Para a Tunísia, a partida expôs fraquezas estruturais que haviam sido escondidas por sua resiliência defensiva na fase de grupos. Sua linha defensiva, tão organizada contra a Inglaterra, foi pega em terra de ninguém contra as combinações rápidas do Japão. Meriah e Talbi não tiveram resposta para o movimento de Kubo e Kyogo Furuhashi, o atacante do Celtic que começou como centroavante e ocupou os defensores com sua corrida incansável. Furuhashi não marcou, mas seu ritmo de trabalho criou espaço para os meio-campistas que chegavam de trás. A decisão de Kadri de começar com Jaziri como atacante isolado, em vez de usar um segundo atacante para pressionar os zagueiros japoneses, deixou o meio-campo da Tunísia exposto. Jaziri, um homem de referência, não conseguia pressionar de forma eficaz, permitindo que os defensores japoneses avançassem para o meio-campo e se juntassem aos ataques.

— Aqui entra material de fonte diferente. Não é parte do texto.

//! Notification & preference model (spec §3, §4.7 C8).

use chrono::{DateTime, Utc};
use serde::{Deserialize, Serialize};
use std::collections::HashMap;
use uuid::Uuid;

#[derive(Debug, Clone, Copy, Serialize, Deserialize, PartialEq, Eq, Hash)]
#[serde(rename_all = "snake_case")]
pub enum NotificationType {
    OrderCreated,
    OrderPaid,
    OrderShipped,
    OrderDelivered,
    OrderCancelled,
    OrderRefunded,
    SellerPayout,
}

#[derive(Debug, Clone, Copy, Serialize, Deserialize, PartialEq, Eq)]
#[serde(rename_all = "PascalCase")]
pub enum NotificationStatus {
    Created,
    Sending,
    Sent,
    Failed,
    Read,
}

impl NotificationStatus {
    pub fn is_terminal_non_retryable(self) -> bool {
        matches!(self, NotificationStatus::Sent | NotificationStatus::Read)
    }
}

#[derive(Debug, Clone, Serialize, Deserialize)]
pub struct Notification {
    pub id: Uuid,
    pub recipient_id: String,
    pub email: String,
    pub notification_type: NotificationType,
    pub subject: String,
    pub body: String,
    pub status: NotificationStatus,
    pub retry_count: u32,
    pub last_error: Option<String>,
    pub created_at: DateTime<Utc>,
    pub updated_at: DateTime<Utc>,
}

impl Notification {
    pub fn new(
        recipient_id: impl Into<String>,
        email: impl Into<String>,
        notification_type: NotificationType,
        subject: impl Into<String>,
        body: impl Into<String>,
    ) -> Self {
        let now = Utc::now();
        Self {
            id: Uuid::new_v4(),
            recipient_id: recipient_id.into(),
            email: email.into(),
            notification_type,
            subject: subject.into(),
            body: body.into(),
            status: NotificationStatus::Created,
            retry_count: 0,
            last_error: None,
            created_at: now,
            updated_at: now,
        }
    }

    /// §4.7.3: allowed only if status == Failed and retryCount < max.
    pub fn can_retry(&self, max_retries: u32) -> bool {
        self.status == NotificationStatus::Failed && self.retry_count < max_retries
    }

    pub fn begin_retry(&mut self) {
        self.retry_count += 1;
        self.status = NotificationStatus::Created;
        self.updated_at = Utc::now();
    }

    pub fn mark_sending(&mut self) {
        self.status = NotificationStatus::Sending;
        self.updated_at = Utc::now();
    }

    pub fn mark_sent(&mut self, note: Option<&str>) {
        self.status = NotificationStatus::Sent;
        self.last_error = note.map(|s| s.to_string());
        self.updated_at = Utc::now();
    }

    pub fn mark_failed(&mut self, error: impl Into<String>) {
        self.status = NotificationStatus::Failed;
        self.last_error = Some(error.into());
        self.updated_at = Utc::now();
    }

    /// §4.7.4: exceeding max attempts is terminal; caller emits
    /// `NotificationFailed` when this returns true.
    pub fn exceeded_max_retries(&self, max_retries: u32) -> bool {
        self.status == NotificationStatus::Failed && self.retry_count >= max_retries
    }
}

/// Per-user boolean matrix over notification types plus a master gate.
#[derive(Debug, Clone, Serialize, Deserialize)]
pub struct NotificationPreference {
    pub user_id: String,
    pub email_enabled: bool,
    pub type_flags: HashMap<NotificationType, bool>,
}

impl NotificationPreference {
    pub fn all_enabled(user_id: impl Into<String>) -> Self {
        Self {
            user_id: user_id.into(),
            email_enabled: true,
            type_flags: HashMap::new(),
        }
    }

    /// effective(type) == master_gate AND type_specific_flag (default true
    /// when unset, so a preference row that's silent on a type doesn't
    /// silently suppress it).
    pub fn effective(&self, notification_type: NotificationType) -> bool {
        self.email_enabled && *self.type_flags.get(&notification_type).unwrap_or(&true)
    }
}

#[cfg(test)]
mod tests {
    use super::*;

    #[test]
    fn retry_allowed_only_when_failed_and_under_cap() {
        let mut n = Notification::new("u1", "u1@example.com", NotificationType::OrderPaid, "s", "b");
        assert!(!n.can_retry(5));
        n.mark_failed("smtp down");
        assert!(n.can_retry(5));
        n.retry_count = 5;
        assert!(!n.can_retry(5));
    }

    #[test]
    fn exceeding_max_retries_is_terminal() {
        let mut n = Notification::new("u1", "u1@example.com", NotificationType::OrderPaid, "s", "b");
        n.mark_failed("err");
        n.retry_count = 5;
        assert!(n.exceeded_max_retries(5));
    }

    #[test]
    fn effective_preference_ands_master_and_type_flag() {
        let mut pref = NotificationPreference::all_enabled("u1");
        assert!(pref.effective(NotificationType::OrderShipped));
        pref.type_flags.insert(NotificationType::OrderShipped, false);
        assert!(!pref.effective(NotificationType::OrderShipped));
        pref.type_flags.insert(NotificationType::OrderShipped, true);
        pref.email_enabled = false;
        assert!(!pref.effective(NotificationType::OrderShipped));
    }
}
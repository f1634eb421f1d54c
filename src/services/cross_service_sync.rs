//! Cross-service sync handlers (spec §4.8, C9): user/role propagation and
//! seller-profile seeding. Stock→availability projection is delegated to the
//! search indexing pipeline (§4.5) rather than duplicated here.

use rusqlite::{params, Connection};
use serde::{Deserialize, Serialize};
use std::sync::Arc;
use tokio::sync::Mutex;
use tracing::info;

#[derive(Debug, Clone, Serialize, Deserialize)]
pub struct UserProfile {
    pub user_id: String,
    pub role: String,
}

#[derive(Debug, Clone, Serialize, Deserialize)]
pub struct SellerProfile {
    pub seller_id: String,
    pub seller_name: String,
}

pub struct CrossServiceSync {
    conn: Arc<Mutex<Connection>>,
}

impl CrossServiceSync {
    pub fn new(db_path: &str) -> anyhow::Result<Self> {
        let conn = Connection::open(db_path)?;
        conn.execute_batch(
            "CREATE TABLE IF NOT EXISTS user_profiles (user_id TEXT PRIMARY KEY, role TEXT NOT NULL);
             CREATE TABLE IF NOT EXISTS seller_profiles (seller_id TEXT PRIMARY KEY, seller_name TEXT NOT NULL);",
        )?;
        Ok(Self {
            conn: Arc::new(Mutex::new(conn)),
        })
    }

    /// `UserCreated` → create default UserProfile if absent (idempotent).
    pub async fn on_user_created(&self, user_id: &str, default_role: &str) -> anyhow::Result<()> {
        let conn = self.conn.lock().await;
        conn.execute(
            "INSERT OR IGNORE INTO user_profiles (user_id, role) VALUES (?1, ?2)",
            params![user_id, default_role],
        )?;
        Ok(())
    }

    /// `UserUpdated` / `UserRoleChanged` → update role iff different; never
    /// touches unrelated fields.
    pub async fn on_user_role_changed(&self, user_id: &str, new_role: &str) -> anyhow::Result<()> {
        let conn = self.conn.lock().await;
        let current: Option<String> = conn
            .query_row(
                "SELECT role FROM user_profiles WHERE user_id=?1",
                params![user_id],
                |row| row.get(0),
            )
            .ok();

        match current {
            Some(role) if role == new_role => {}
            Some(_) | None => {
                conn.execute(
                    "INSERT INTO user_profiles (user_id, role) VALUES (?1, ?2)
                     ON CONFLICT(user_id) DO UPDATE SET role=excluded.role",
                    params![user_id, new_role],
                )?;
                info!(user_id, new_role, "user role synced");
            }
        }
        Ok(())
    }

    /// `SellerCreated` → seeds SellerProfile.
    pub async fn on_seller_created(&self, seller_id: &str, seller_name: &str) -> anyhow::Result<()> {
        let conn = self.conn.lock().await;
        conn.execute(
            "INSERT OR IGNORE INTO seller_profiles (seller_id, seller_name) VALUES (?1, ?2)",
            params![seller_id, seller_name],
        )?;
        Ok(())
    }

    pub async fn seller_name(&self, seller_id: &str) -> anyhow::Result<Option<String>> {
        let conn = self.conn.lock().await;
        Ok(conn
            .query_row(
                "SELECT seller_name FROM seller_profiles WHERE seller_id=?1",
                params![seller_id],
                |row| row.get(0),
            )
            .ok())
    }

    /// Every known seller profile, for the `SellerNameRefresh` startup
    /// backfill (spec §4.5): the search projection's cached `seller_name`
    /// can drift if a rename event is lost, so the indexer re-syncs the
    /// whole catalog against this table once on boot.
    pub async fn list_sellers(&self) -> anyhow::Result<Vec<SellerProfile>> {
        let conn = self.conn.lock().await;
        let mut stmt = conn.prepare("SELECT seller_id, seller_name FROM seller_profiles")?;
        let rows = stmt
            .query_map([], |row| {
                Ok(SellerProfile {
                    seller_id: row.get(0)?,
                    seller_name: row.get(1)?,
                })
            })?
            .collect::<Result<Vec<_>, _>>()?;
        Ok(rows)
    }
}

#[cfg(test)]
mod tests {
    use super::*;
    use tempfile::NamedTempFile;

    async fn sync() -> (CrossServiceSync, NamedTempFile) {
        let temp = NamedTempFile::new().unwrap();
        (CrossServiceSync::new(temp.path().to_str().unwrap()).unwrap(), temp)
    }

    #[tokio::test]
    async fn user_created_is_idempotent() {
        let (sync, _t) = sync().await;
        sync.on_user_created("u1", "customer").await.unwrap();
        sync.on_user_created("u1", "seller").await.unwrap();

        let conn = sync.conn.lock().await;
        let role: String = conn
            .query_row("SELECT role FROM user_profiles WHERE user_id='u1'", [], |r| r.get(0))
            .unwrap();
        assert_eq!(role, "customer");
    }

    #[tokio::test]
    async fn role_changed_updates_only_role() {
        let (sync, _t) = sync().await;
        sync.on_user_created("u1", "customer").await.unwrap();
        sync.on_user_role_changed("u1", "seller").await.unwrap();

        let conn = sync.conn.lock().await;
        let role: String = conn
            .query_row("SELECT role FROM user_profiles WHERE user_id='u1'", [], |r| r.get(0))
            .unwrap();
        assert_eq!(role, "seller");
    }

    #[tokio::test]
    async fn seller_created_seeds_profile() {
        let (sync, _t) = sync().await;
        sync.on_seller_created("s1", "Acme Books").await.unwrap();
        assert_eq!(sync.seller_name("s1").await.unwrap(), Some("Acme Books".to_string()));
    }
}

A partida também destacou a diferença na experiência em torneios. O Japão, aparecendo em sua quarta oitavas de final consecutiva, jogou com a compostura de uma equipe que já esteve aqui antes. A Tunísia, em sua segunda fase eliminatória de todos os tempos, parecia nervosa desde o primeiro apito. Seus passes foram descuidados nos primeiros 15 minutos, e eles não conseguiram afastar a bola de forma eficaz após o primeiro gol. O segundo gol, de um escanteio de rotina, foi uma falha defensiva que uma equipe mais experiente teria evitado.

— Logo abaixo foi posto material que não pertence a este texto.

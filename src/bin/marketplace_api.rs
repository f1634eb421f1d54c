//! Marketplace API Service
//!
//! Public HTTP surface for checkout, order confirmation, search, and auth
//! (spec §6). Serves every synchronous endpoint; the asynchronous pipelines
//! (search indexing, compensation, notifications, settlement, session
//! sweeping) run as the sibling binaries under this same `src/bin/`.
//!
//! Environment Variables: see `betterbooks_backend::config::Settings`.

use std::net::SocketAddr;
use std::sync::Arc;

use clap::Parser;
use tracing::info;

use betterbooks_backend::auth::{AuthState, JwtHandler, UserStore};
use betterbooks_backend::config::Settings;
use betterbooks_backend::events::EventFabric;
use betterbooks_backend::http::{build_router, AppState};
use betterbooks_backend::query::{AvailableBooksQuery, FacetSearchQuery, QueryCache, RateLimitConfig, RateLimiter, TextSearchQuery};
use betterbooks_backend::search::{Autocomplete, Facets, IndexStore};
use betterbooks_backend::services::{CartStore, CheckoutService, OrderRepository, OrderService, SessionStore};
use betterbooks_backend::telemetry;

#[derive(Parser, Debug)]
#[command(name = "marketplace-api")]
#[command(about = "HTTP API for checkout, orders, search and auth")]
struct Args {
    /// Bind address for the HTTP listener.
    #[arg(long, env = "MARKETPLACE_API_BIND", default_value = "0.0.0.0:8080")]
    bind: SocketAddr,
}

#[tokio::main]
async fn main() -> anyhow::Result<()> {
    telemetry::init_tracing("marketplace-api");
    if let Err(err) = telemetry::install_metrics_recorder() {
        tracing::warn!(error = %err, "metrics recorder already installed, continuing");
    }

    let args = Args::parse();
    let settings = Arc::new(Settings::load());

    info!(bind = %args.bind, "starting marketplace-api");

    let fabric = Arc::new(EventFabric::connect(&settings.broker_url()).await?);
    let redis_client = redis::Client::open(settings.cache_conn.clone())?;

    let order_repo = Arc::new(OrderRepository::new(&settings.db_conn)?);
    let cart_store = Arc::new(CartStore::new(&settings.db_conn)?);
    let session_store = Arc::new(SessionStore::new(redis_client.clone()));
    let payment_service = Arc::new(betterbooks_backend::services::PaymentService::new(
        &settings.db_conn,
        fabric.clone(),
        settings.platform_fee_pct,
    )?);

    let checkout_service = Arc::new(CheckoutService::new(
        session_store.clone(),
        cart_store.clone(),
        order_repo.clone(),
        payment_service.clone(),
        fabric.clone(),
        settings.platform_fee_pct,
        settings.session_ttl_min,
    ));
    let order_service = Arc::new(OrderService::new(order_repo.clone()));

    let available_books_query = Arc::new(AvailableBooksQuery::new(redis_client.clone()));
    let autocomplete = Arc::new(Autocomplete::new(redis_client.clone()));
    let index_store = Arc::new(IndexStore::new(redis_client.clone()));
    let text_search_query = Arc::new(TextSearchQuery::new(index_store.clone(), redis_client.clone()));
    let facets = Arc::new(Facets::new(redis_client.clone()));
    let facet_search_query = Arc::new(FacetSearchQuery::new(facets, index_store));
    let query_cache = Arc::new(QueryCache::new(redis_client.clone()));
    let rate_limiter = RateLimiter::new(
        redis_client.clone(),
        RateLimitConfig {
            per_minute: settings.rate_limit_per_min,
            per_hour: settings.rate_limit_per_hour,
        },
    );

    let user_store = Arc::new(UserStore::new(&settings.db_conn)?);
    let jwt_handler = Arc::new(JwtHandler::new(settings.jwt_key.clone(), settings.jwt_issuer.clone()));
    let auth_state = AuthState::new(user_store, jwt_handler.clone());

    let state = AppState {
        checkout_service,
        order_service,
        order_repo,
        available_books_query,
        text_search_query,
        facet_search_query,
        autocomplete,
        query_cache,
        rate_limiter,
        auth_state,
        jwt_handler,
        fabric,
        redis_client,
        settings,
    };

    let app = build_router(state);
    let listener = tokio::net::TcpListener::bind(args.bind).await?;
    info!(bind = %args.bind, "marketplace-api listening");

    axum::serve(
        listener,
        app.into_make_service_with_connect_info::<SocketAddr>(),
    )
    .await?;

    Ok(())
}
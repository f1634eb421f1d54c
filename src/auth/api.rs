//! Authentication API Endpoints
//! Mission: Provide registration and login endpoints (spec §6, §8 scenario 1)

use std::sync::Arc;

use axum::{extract::State, response::{IntoResponse, Response}, Json};
use axum::http::StatusCode;
use chrono::Utc;
use tracing::{info, warn};

use crate::auth::{
    jwt::JwtHandler,
    models::{LoginRequest, RegisterRequest, TokenResponse},
    user_store::{LoginOutcome, UserStore},
};

/// Shared auth state
#[derive(Clone)]
pub struct AuthState {
    pub user_store: Arc<UserStore>,
    pub jwt_handler: Arc<JwtHandler>,
}

impl AuthState {
    pub fn new(user_store: Arc<UserStore>, jwt_handler: Arc<JwtHandler>) -> Self {
        Self {
            user_store,
            jwt_handler,
        }
    }
}

/// POST /auth/register
pub async fn register(
    State(state): State<AuthState>,
    Json(payload): Json<RegisterRequest>,
) -> Result<Json<TokenResponse>, AuthApiError> {
    if payload.password.len() < 8 {
        return Err(AuthApiError::WeakPassword);
    }

    let user = state
        .user_store
        .register(&payload.email, &payload.password)
        .await
        .map_err(|_| AuthApiError::InternalError)?
        .ok_or(AuthApiError::UserAlreadyExists)?;

    let (access_token, refresh_token, expires_in) = state
        .jwt_handler
        .generate_token_pair(&user)
        .map_err(|_| AuthApiError::InternalError)?;

    info!(email = %user.email, "user registered");

    Ok(Json(TokenResponse {
        access_token,
        refresh_token,
        expires_in,
    }))
}

/// POST /auth/login
pub async fn login(
    State(state): State<AuthState>,
    Json(payload): Json<LoginRequest>,
) -> Result<Json<TokenResponse>, AuthApiError> {
    let outcome = state
        .user_store
        .verify_login(&payload.email, &payload.password, Utc::now())
        .await
        .map_err(|_| AuthApiError::InternalError)?;

    let user = match outcome {
        LoginOutcome::Success(user) => user,
        LoginOutcome::Locked => {
            warn!(email = %payload.email, "login attempt against locked account");
            return Err(AuthApiError::AccountLocked);
        }
        LoginOutcome::InvalidCredentials => {
            warn!(email = %payload.email, "failed login attempt");
            return Err(AuthApiError::InvalidCredentials);
        }
    };

    let (access_token, refresh_token, expires_in) = state
        .jwt_handler
        .generate_token_pair(&user)
        .map_err(|_| AuthApiError::InternalError)?;

    info!(email = %user.email, "login successful");

    Ok(Json(TokenResponse {
        access_token,
        refresh_token,
        expires_in,
    }))
}

/// Auth API errors
#[derive(Debug)]
pub enum AuthApiError {
    InvalidCredentials,
    AccountLocked,
    UserAlreadyExists,
    WeakPassword,
    InternalError,
}

impl IntoResponse for AuthApiError {
    fn into_response(self) -> Response {
        let (status, message) = match self {
            AuthApiError::InvalidCredentials => {
                (StatusCode::UNAUTHORIZED, "Invalid email or password")
            }
            AuthApiError::AccountLocked => {
                (StatusCode::UNAUTHORIZED, "Account is temporarily locked")
            }
            AuthApiError::UserAlreadyExists => (StatusCode::CONFLICT, "Email already registered"),
            AuthApiError::WeakPassword => (
                StatusCode::BAD_REQUEST,
                "Password must be at least 8 characters",
            ),
            AuthApiError::InternalError => {
                (StatusCode::INTERNAL_SERVER_ERROR, "Internal server error")
            }
        };

        (status, message).into_response()
    }
}

#[cfg(test)]
mod tests {
    use super::*;

    #[test]
    fn test_auth_api_error_responses() {
        let invalid_creds = AuthApiError::InvalidCredentials.into_response();
        assert_eq!(invalid_creds.status(), StatusCode::UNAUTHORIZED);

        let locked = AuthApiError::AccountLocked.into_response();
        assert_eq!(locked.status(), StatusCode::UNAUTHORIZED);

        let conflict = AuthApiError::UserAlreadyExists.into_response();
        assert_eq!(conflict.status(), StatusCode::CONFLICT);
    }
}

Enquanto os minutos finais passavam, a multidão em Monterrey, um mar de azul, começou a cantar. Eles sabiam o que esse resultado significava. O Japão nunca havia vencido uma partida eliminatória da Copa do Mundo no tempo regulamentar antes. Seu melhor resultado anterior, uma vitória nas oitavas de final sobre a Croácia em 2022, havia vindo nos pênaltis. Isso foi diferente. Isso foi uma declaração. O placar de 4 a 0 foi a maior margem de vitória em uma partida eliminatória da Copa do Mundo por uma nação asiática. Foi também a primeira vez que o Japão marcou quatro gols em uma partida da Copa do Mundo desde uma vitória por 4 a 0 sobre a Dinamarca em 2010.

As estatísticas contaram uma história clara. O Japão teve 58% de posse de bola, 16 finalizações contra 7 da Tunísia e 8 no gol contra 2 da Tunísia. Eles completaram 87% de seus passes, enquanto a Tunísia conseguiu apenas 74%. O gráfico de gols esperados (xG) favoreceu o Japão por 2,8 a 0,6, um reflexo da qualidade das chances que criaram. A melhor oportunidade da Tunísia veio aos 79 minutos, quando um voleio especulativo do substituto Firas Ben Larbi forçou uma defesa de rotina de Suzuki. O goleiro, de apenas 23 anos e jogando sua primeira Copa do Mundo, foi raramente testado. A defesa à sua frente havia feito seu trabalho.

Moriyasu, falando após a partida, foi comedido. “Respeitamos a força defensiva da Tunísia”, disse ele. “Mas sabíamos que se conseguíssemos marcar cedo, o jogo se abriria. Os jogadores executaram o plano perfeitamente. Não estamos satisfeitos apenas em chegar às quartas de final. Esta equipe tem mais a dar.” Kadri, em contraste, foi direto. “Fomos superados em todos os departamentos”, admitiu. “O Japão foi mais rápido, mais inteligente e mais clínico. Não temos desculpas. Eles são uma equipe melhor.”

O resultado envia o Japão para um confronto nas quartas de final com o vencedor da partida entre Holanda e Argentina, uma perspectiva assustadora, mas que não intimidará uma equipe que acabou de produzir sua atuação mais completa em uma Copa do Mundo. A Tunísia, enquanto isso, volta para casa de cabeça erguida por ter chegado à fase eliminatória, mas a maneira desta derrota vai perdurar. O placar de 4 a 0 não foi um acaso. Foi o produto de um desencontro tático, um abismo na execução e uma equipe japonesa que finalmente aprendeu a vencer no maior palco. Os cavalos-escuros do torneio chegaram oficialmente.